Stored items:

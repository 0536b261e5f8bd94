pub mod raw;
pub mod record;

pub use raw::{FieldMap, PublicationHeader, RawField, UNKNOWN};
pub use record::{
    Cluster, Contributor, Dialect, DocType, NormalizedRecord, Publisher, Role, Subject,
};
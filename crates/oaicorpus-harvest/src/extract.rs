//! Entity extraction: one normalized record per parsed source document.

use oaicorpus_core::{
    Cluster, Contributor, Dialect, FieldMap, NormalizedRecord, PublicationHeader, RawField, Role,
    Subject, TypeTable, UNKNOWN,
};

use crate::classify::classify;
use crate::ddc::extract_ddc;
use crate::dialects::resolve_publisher;
use crate::error::Result;
use crate::language::{EnglishCheck, LanguageDetector};
use crate::select::select_preferring_short;

/// Outcome of extracting one source document.
#[derive(Debug)]
pub enum Extraction {
    Record(NormalizedRecord),
    /// The document carries a type outside the corpus (file-version
    /// markers, rejected clusters) or no type at all. Not an error.
    Rejected { id: String, reason: String },
}

pub struct Extractor<'a> {
    table: &'a TypeTable,
    check: EnglishCheck,
    detector: &'a dyn LanguageDetector,
}

impl<'a> Extractor<'a> {
    pub fn new(
        table: &'a TypeTable,
        check: EnglishCheck,
        detector: &'a dyn LanguageDetector,
    ) -> Self {
        Self {
            table,
            check,
            detector,
        }
    }

    /// Builds the canonical record for one document. Returns
    /// [`Extraction::Rejected`] for out-of-corpus document types; all
    /// other fields are best-effort and may stay empty.
    pub fn extract(
        &self,
        header: &PublicationHeader,
        fields: &FieldMap,
        dialect: Dialect,
    ) -> Result<Extraction> {
        let id = header.identifier.clone();

        let Some(type_field) = fields.get("type").and_then(|f| f.first()) else {
            tracing::warn!(id, "document has no type field, rejecting");
            return Ok(Extraction::Rejected {
                id,
                reason: "no type field".to_string(),
            });
        };
        let doc_type = classify(&type_field.text, self.table)?;
        if doc_type.cluster == Cluster::Rejected {
            return Ok(Extraction::Rejected {
                id,
                reason: doc_type.raw_label,
            });
        }

        let title = self.select_title(fields);
        let date = select_date(fields, dialect);
        if date.is_none() {
            tracing::warn!(id, "document has no issued date");
        }
        let publisher = resolve_publisher(dialect, doc_type.cluster, fields);

        Ok(Extraction::Record(NormalizedRecord {
            id,
            doc_type,
            title,
            abstract_text: self.select_abstract(fields),
            date,
            authors: collect_contributors(fields),
            subjects: collect_subjects(fields),
            rights: select_rights(fields),
            publisher,
        }))
    }

    fn select_title(&self, fields: &FieldMap) -> Option<String> {
        let candidates: Vec<RawField> = fields
            .get("title")
            .map(|titles| {
                titles
                    .iter()
                    .filter(|t| t.qualifier != "subtitle")
                    .cloned()
                    .collect()
            })
            .unwrap_or_default();
        select_preferring_short(&candidates, &self.check, self.detector).map(str::to_string)
    }

    /// The first explicitly English-tagged abstract, looking at the
    /// dedicated abstract element first and falling back to
    /// abstract-shaped description fields.
    fn select_abstract(&self, fields: &FieldMap) -> Option<String> {
        abstract_candidates(fields)
            .find(|f| f.is_english_tagged())
            .map(|f| f.text.clone())
    }
}

pub(crate) fn abstract_candidates(fields: &FieldMap) -> impl Iterator<Item = &RawField> {
    let dedicated = fields.get("abstract").map(Vec::as_slice).unwrap_or(&[]);
    let descriptions = fields
        .get("description")
        .map(Vec::as_slice)
        .unwrap_or(&[]);
    dedicated.iter().chain(
        descriptions
            .iter()
            .filter(|f| f.qualifier == "abstract" || f.qualifier == UNKNOWN),
    )
}

fn select_date(fields: &FieldMap, dialect: Dialect) -> Option<String> {
    let dates = fields.get("date")?;
    if let Some(issued) = dates.iter().find(|d| d.qualifier == "issued") {
        return Some(issued.text.clone());
    }
    // The flat dialect never qualifies its dates.
    if dialect == Dialect::OaiDc {
        return dates
            .iter()
            .find(|d| d.qualifier == UNKNOWN)
            .map(|d| d.text.clone());
    }
    None
}

fn collect_contributors(fields: &FieldMap) -> Vec<Contributor> {
    let creators = fields
        .get("creator")
        .into_iter()
        .flatten()
        .map(|f| Contributor {
            name: f.text.clone(),
            role: Role::Author,
        });
    let contributors = fields
        .get("contributor")
        .into_iter()
        .flatten()
        .filter(|f| f.qualifier != "gender" && f.qualifier != "contact")
        .map(|f| Contributor {
            name: f.text.clone(),
            role: Role::from_qualifier(&f.qualifier),
        });
    creators.chain(contributors).collect()
}

fn collect_subjects(fields: &FieldMap) -> Vec<Subject> {
    fields
        .get("subject")
        .into_iter()
        .flatten()
        .filter(|f| f.is_english_or_untagged())
        .map(|f| {
            let value = if f.qualifier == "ddc" {
                extract_ddc(&f.text).unwrap_or_else(|| f.text.clone())
            } else {
                f.text.clone()
            };
            Subject {
                value,
                qualifier: f.qualifier.clone(),
            }
        })
        .collect()
}

/// Prefers the explicitly URI-qualified rights entry, then anything
/// that looks like a URL, then whatever comes first.
fn select_rights(fields: &FieldMap) -> Option<String> {
    let rights = fields.get("rights")?;
    rights
        .iter()
        .find(|r| r.qualifier == "uri")
        .or_else(|| rights.iter().find(|r| r.text.starts_with("http")))
        .or_else(|| rights.first())
        .map(|r| r.text.clone())
}

#[cfg(test)]
mod tests {
    use super::*;
    use crate::language::{Detection, WhatlangDetector};
    use oaicorpus_core::DetectorConfig;
    use std::collections::BTreeMap;

    struct AlwaysGerman;

    impl LanguageDetector for AlwaysGerman {
        fn detect(&self, _text: &str) -> Option<Detection> {
            Some(Detection {
                language: "de".to_string(),
                confidence: 0.999,
            })
        }
    }

    fn table() -> TypeTable {
        TypeTable::from_clusters(
            [
                (
                    "thesis".to_string(),
                    vec!["doctoralthesis".to_string()],
                ),
                ("publication".to_string(), vec!["article".to_string()]),
                ("rejected".to_string(), vec!["other".to_string()]),
            ]
            .into_iter()
            .collect(),
        )
        .unwrap()
    }

    fn header(id: &str) -> PublicationHeader {
        PublicationHeader {
            identifier: id.to_string(),
            is_deleted: false,
        }
    }

    fn rf(
        element: &str,
        qualifier: Option<&str>,
        language: Option<&str>,
        text: &str,
    ) -> RawField {
        RawField::new(
            element,
            qualifier.map(str::to_string),
            language.map(str::to_string),
            text,
        )
    }

    fn fields(entries: Vec<RawField>) -> FieldMap {
        let mut map: FieldMap = BTreeMap::new();
        for entry in entries {
            map.entry(entry.element.clone()).or_default().push(entry);
        }
        map
    }

    fn thesis_fields() -> FieldMap {
        fields(vec![
            rf("type", None, None, "doctoralThesis"),
            rf("title", None, Some("de"), "Der Baum"),
            rf("title", None, Some("en"), "The Tree"),
            rf("title", Some("subtitle"), Some("en"), "A Subtitle"),
            rf("date", Some("issued"), None, "2021-03-01"),
            rf("date", Some("accessioned"), None, "2021-04-01"),
            rf("contributor", Some("author"), None, "Doe, Jane"),
            rf("contributor", Some("firstReferee"), None, "Roe, Richard"),
            rf("contributor", Some("gender"), None, "f"),
            rf("subject", Some("ddc"), None, "620.1 Engineering"),
            rf("subject", None, Some("en"), "mechanics"),
            rf("subject", None, Some("de"), "Mechanik"),
            rf("rights", Some("uri"), None, "http://rightsstatements.org/vocab/InC/1.0/"),
            rf("publisher", None, None, "Example University"),
            rf("abstract", None, Some("en"), "We study trees."),
        ])
    }

    #[test]
    fn thesis_record_is_fully_assembled() {
        let table = table();
        let detector = WhatlangDetector;
        let extractor = Extractor::new(
            &table,
            EnglishCheck::new(&DetectorConfig::default()),
            &detector,
        );
        let extraction = extractor
            .extract(&header("oai:example:1"), &thesis_fields(), Dialect::Dim)
            .unwrap();
        let Extraction::Record(record) = extraction else {
            panic!("expected a record");
        };
        assert_eq!(record.title.as_deref(), Some("The Tree"));
        assert_eq!(record.date.as_deref(), Some("2021-03-01"));
        assert_eq!(record.abstract_text.as_deref(), Some("We study trees."));
        assert_eq!(record.rights.as_deref(), Some("http://rightsstatements.org/vocab/InC/1.0/"));
        assert_eq!(record.publisher.name.as_deref(), Some("Example University"));
        assert_eq!(record.doc_type.cluster, Cluster::Thesis);

        let roles: Vec<_> = record.authors.iter().map(|a| a.role.clone()).collect();
        assert_eq!(roles, vec![Role::Author, Role::Referee]);

        let subjects: Vec<_> = record.subjects.iter().map(|s| s.value.as_str()).collect();
        assert_eq!(subjects, vec!["620.1", "mechanics"]);
    }

    #[test]
    fn extraction_is_deterministic_over_the_same_input() {
        let table = table();
        let detector = WhatlangDetector;
        let extractor = Extractor::new(
            &table,
            EnglishCheck::new(&DetectorConfig::default()),
            &detector,
        );
        let map = thesis_fields();
        let first = extractor
            .extract(&header("oai:example:1"), &map, Dialect::Dim)
            .unwrap();
        let second = extractor
            .extract(&header("oai:example:1"), &map, Dialect::Dim)
            .unwrap();
        let (Extraction::Record(first), Extraction::Record(second)) = (first, second) else {
            panic!("expected records");
        };
        assert_eq!(first, second);
    }

    #[test]
    fn rejected_type_short_circuits_extraction() {
        let table = table();
        let detector = WhatlangDetector;
        let extractor = Extractor::new(
            &table,
            EnglishCheck::new(&DetectorConfig::default()),
            &detector,
        );
        let map = fields(vec![rf("type", None, None, "other")]);
        let extraction = extractor
            .extract(&header("oai:example:2"), &map, Dialect::Dim)
            .unwrap();
        assert!(matches!(extraction, Extraction::Rejected { .. }));
    }

    #[test]
    fn missing_type_rejects_instead_of_failing() {
        let table = table();
        let detector = WhatlangDetector;
        let extractor = Extractor::new(
            &table,
            EnglishCheck::new(&DetectorConfig::default()),
            &detector,
        );
        let map = fields(vec![rf("title", None, None, "Untyped")]);
        let extraction = extractor
            .extract(&header("oai:example:3"), &map, Dialect::OaiDc)
            .unwrap();
        assert!(matches!(extraction, Extraction::Rejected { .. }));
    }

    #[test]
    fn flat_dialect_falls_back_to_unqualified_dates() {
        let map = fields(vec![rf("date", None, None, "2019")]);
        assert_eq!(select_date(&map, Dialect::OaiDc).as_deref(), Some("2019"));
        assert_eq!(select_date(&map, Dialect::Dim), None);
    }

    #[test]
    fn ddc_subject_without_a_number_keeps_its_text() {
        let map = fields(vec![rf("subject", Some("ddc"), None, "Engineering")]);
        let subjects = collect_subjects(&map);
        assert_eq!(subjects[0].value, "Engineering");
    }

    #[test]
    fn rights_prefer_uri_qualifier_over_order() {
        let map = fields(vec![
            rf("rights", None, None, "All rights reserved"),
            rf("rights", Some("uri"), None, "http://example.org/license"),
        ]);
        assert_eq!(
            select_rights(&map).as_deref(),
            Some("http://example.org/license")
        );
    }

    #[test]
    fn untagged_titles_fall_back_to_the_shortest() {
        let table = table();
        let check = EnglishCheck::new(&DetectorConfig::default());
        let extractor = Extractor::new(&table, check, &AlwaysGerman);
        let map = fields(vec![
            rf("title", None, None, "Ein etwas laengerer Titel"),
            rf("title", None, None, "Kurz"),
            rf("type", None, None, "article"),
        ]);
        let Extraction::Record(record) = extractor
            .extract(&header("oai:example:4"), &map, Dialect::Dim)
            .unwrap()
        else {
            panic!("expected a record");
        };
        assert_eq!(record.title.as_deref(), Some("Kurz"));
    }
}
//! Folder-level orchestration: parse every stored harvest page, extract
//! records, and fold the per-repository corpora into one.

use std::collections::BTreeMap;
use std::fs;
use std::path::Path;

use oaicorpus_core::{CorpusConfig, FieldMap, NormalizedRecord, TypeTable};

use crate::dialects::parse_page;
use crate::error::Result;
use crate::extract::{Extraction, Extractor};
use crate::language::{EnglishCheck, LanguageDetector};
use crate::merge::merge;

pub type Corpus = BTreeMap<String, NormalizedRecord>;

/// What one processing run produced. Failures are isolated per file:
/// a bad page is reported here but never discards the records already
/// extracted from other files.
#[derive(Debug, Default)]
pub struct ProcessOutcome {
    pub corpus: Corpus,
    /// Raw attribute bags per record, kept for the improvement pass.
    pub raw_fields: BTreeMap<String, FieldMap>,
    pub rejected: usize,
    pub failures: Vec<FileFailure>,
}

#[derive(Debug)]
pub struct FileFailure {
    pub file: String,
    pub error: crate::HarvestError,
}

/// Processes every stored page of one repository. Files are visited in
/// name order so repeated runs over the same pages give identical
/// corpora.
pub fn process_repository(
    repo: &oaicorpus_core::RepositoryConfig,
    data_dir: &Path,
    extractor: &Extractor<'_>,
) -> Result<ProcessOutcome> {
    let dir = repo.pages_dir(data_dir);
    let mut pages: Vec<_> = fs::read_dir(&dir)?
        .collect::<std::io::Result<Vec<_>>>()?
        .into_iter()
        .map(|entry| entry.path())
        .filter(|path| path.extension().is_some_and(|ext| ext == "xml"))
        .collect();
    pages.sort();

    let mut outcome = ProcessOutcome::default();
    for path in pages {
        let file = path.display().to_string();
        if let Err(error) = process_page(&path, repo, extractor, &mut outcome) {
            tracing::error!(file, %error, "page failed, keeping records extracted so far");
            outcome.failures.push(FileFailure { file, error });
        }
    }
    tracing::info!(
        repository = repo.name,
        records = outcome.corpus.len(),
        rejected = outcome.rejected,
        failures = outcome.failures.len(),
        "repository processed"
    );
    Ok(outcome)
}

fn process_page(
    path: &Path,
    repo: &oaicorpus_core::RepositoryConfig,
    extractor: &Extractor<'_>,
    outcome: &mut ProcessOutcome,
) -> Result<()> {
    let xml = fs::read_to_string(path)?;
    let page = parse_page(repo.dialect, &xml, &path.display().to_string())?;
    for (header, fields) in page.records {
        match extractor.extract(&header, &fields, repo.dialect)? {
            Extraction::Record(record) => {
                outcome.raw_fields.insert(record.id.clone(), fields);
                outcome.corpus.insert(record.id.clone(), record);
            }
            Extraction::Rejected { id, reason } => {
                tracing::debug!(id, reason, "record rejected");
                outcome.rejected += 1;
            }
        }
    }
    Ok(())
}

/// Builds the full cross-repository corpus. Repositories are processed
/// in configuration order, which fixes the winner on any identifier
/// collision during the merge.
pub fn build_corpus(
    config: &CorpusConfig,
    table: &TypeTable,
    check: EnglishCheck,
    detector: &dyn LanguageDetector,
) -> Result<ProcessOutcome> {
    let extractor = Extractor::new(table, check, detector);
    let mut corpora = Vec::new();
    let mut combined = ProcessOutcome::default();
    for repo in &config.repositories {
        let outcome = process_repository(repo, &config.data_dir, &extractor)?;
        corpora.push(outcome.corpus);
        combined.raw_fields.extend(outcome.raw_fields);
        combined.rejected += outcome.rejected;
        combined.failures.extend(outcome.failures);
    }
    combined.corpus = merge(corpora);
    Ok(combined)
}

/// Serializes any dump or corpus as pretty JSON.
pub fn write_json<T: serde::Serialize>(path: &Path, value: &T) -> Result<()> {
    if let Some(parent) = path.parent() {
        fs::create_dir_all(parent)?;
    }
    fs::write(path, serde_json::to_string_pretty(value)?)?;
    Ok(())
}

pub fn read_corpus(path: &Path) -> Result<Corpus> {
    Ok(serde_json::from_str(&fs::read_to_string(path)?)?)
}
//! Statistical language identification behind a trait seam. The
//! pipeline only ever asks two questions: "is this confidently English?"
//! and "is this confidently some one other language?", both answered by
//! repeated sampling with a unanimity rule.

use oaicorpus_core::DetectorConfig;

/// One detection pass. `None` means the detector could not classify the
/// text at all (too short, mixed script); that is never an error, just
/// "not confident".
pub trait LanguageDetector {
    fn detect(&self, text: &str) -> Option<Detection>;
}

#[derive(Debug, Clone, PartialEq)]
pub struct Detection {
    /// ISO 639 code as reported by the detector (`en`, `eng`, `de`, ...).
    pub language: String,
    pub confidence: f64,
}

// ─── Whatlang backend ───────────────────────────────────────

#[derive(Debug, Default)]
pub struct WhatlangDetector;

impl LanguageDetector for WhatlangDetector {
    fn detect(&self, text: &str) -> Option<Detection> {
        let info = whatlang::detect(text)?;
        Some(Detection {
            language: info.lang().code().to_string(),
            confidence: info.confidence(),
        })
    }
}

// ─── Repeat-sampling vote ───────────────────────────────────

/// Runs `repetitions` independent passes and only trusts a unanimous
/// outcome: every pass must report the same top language with a
/// probability above `threshold`. Any disagreement, low-confidence pass,
/// or detector failure makes the whole vote fail. The averaged
/// probability is diagnostic only and never part of the decision.
#[derive(Debug, Clone, Copy)]
pub struct EnglishCheck {
    repetitions: usize,
    threshold: f64,
}

#[derive(Debug, Clone, PartialEq)]
pub struct Vote {
    pub language: String,
    /// Mean of the per-pass probabilities, for logging.
    pub mean_confidence: f64,
}

fn is_english_code(code: &str) -> bool {
    code == "en" || code == "eng"
}

impl EnglishCheck {
    pub fn new(config: &DetectorConfig) -> Self {
        Self {
            repetitions: config.repetitions.max(1),
            threshold: config.threshold,
        }
    }

    fn unanimous(&self, detector: &dyn LanguageDetector, text: &str) -> Option<Vote> {
        let mut language: Option<String> = None;
        let mut total = 0.0;
        for _ in 0..self.repetitions {
            let pass = detector.detect(text)?;
            if pass.confidence <= self.threshold {
                return None;
            }
            match &language {
                None => language = Some(pass.language),
                Some(first) if *first != pass.language => return None,
                Some(_) => {}
            }
            total += pass.confidence;
        }
        language.map(|language| Vote {
            language,
            mean_confidence: total / self.repetitions as f64,
        })
    }

    /// True when every pass agrees the text is English above threshold.
    pub fn is_english(&self, detector: &dyn LanguageDetector, text: &str) -> bool {
        match self.unanimous(detector, text) {
            Some(vote) if is_english_code(&vote.language) => {
                tracing::debug!(
                    mean_confidence = vote.mean_confidence,
                    "text confirmed English"
                );
                true
            }
            _ => false,
        }
    }

    /// The one non-English language every pass agrees on, if any. Used
    /// to flag records whose chosen title or abstract slipped through
    /// with a wrong or swapped language tag.
    pub fn confident_foreign(&self, detector: &dyn LanguageDetector, text: &str) -> Option<Vote> {
        self.unanimous(detector, text)
            .filter(|vote| !is_english_code(&vote.language))
    }
}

Exercise aim -
The answer must consist of each line in the entries above that includes "subtitle".

Exercise result -
                    .filter(|t| t.qualifier != "subtitle")
            rf("title", Some("subtitle"), Some("en"), "A Subtitle"),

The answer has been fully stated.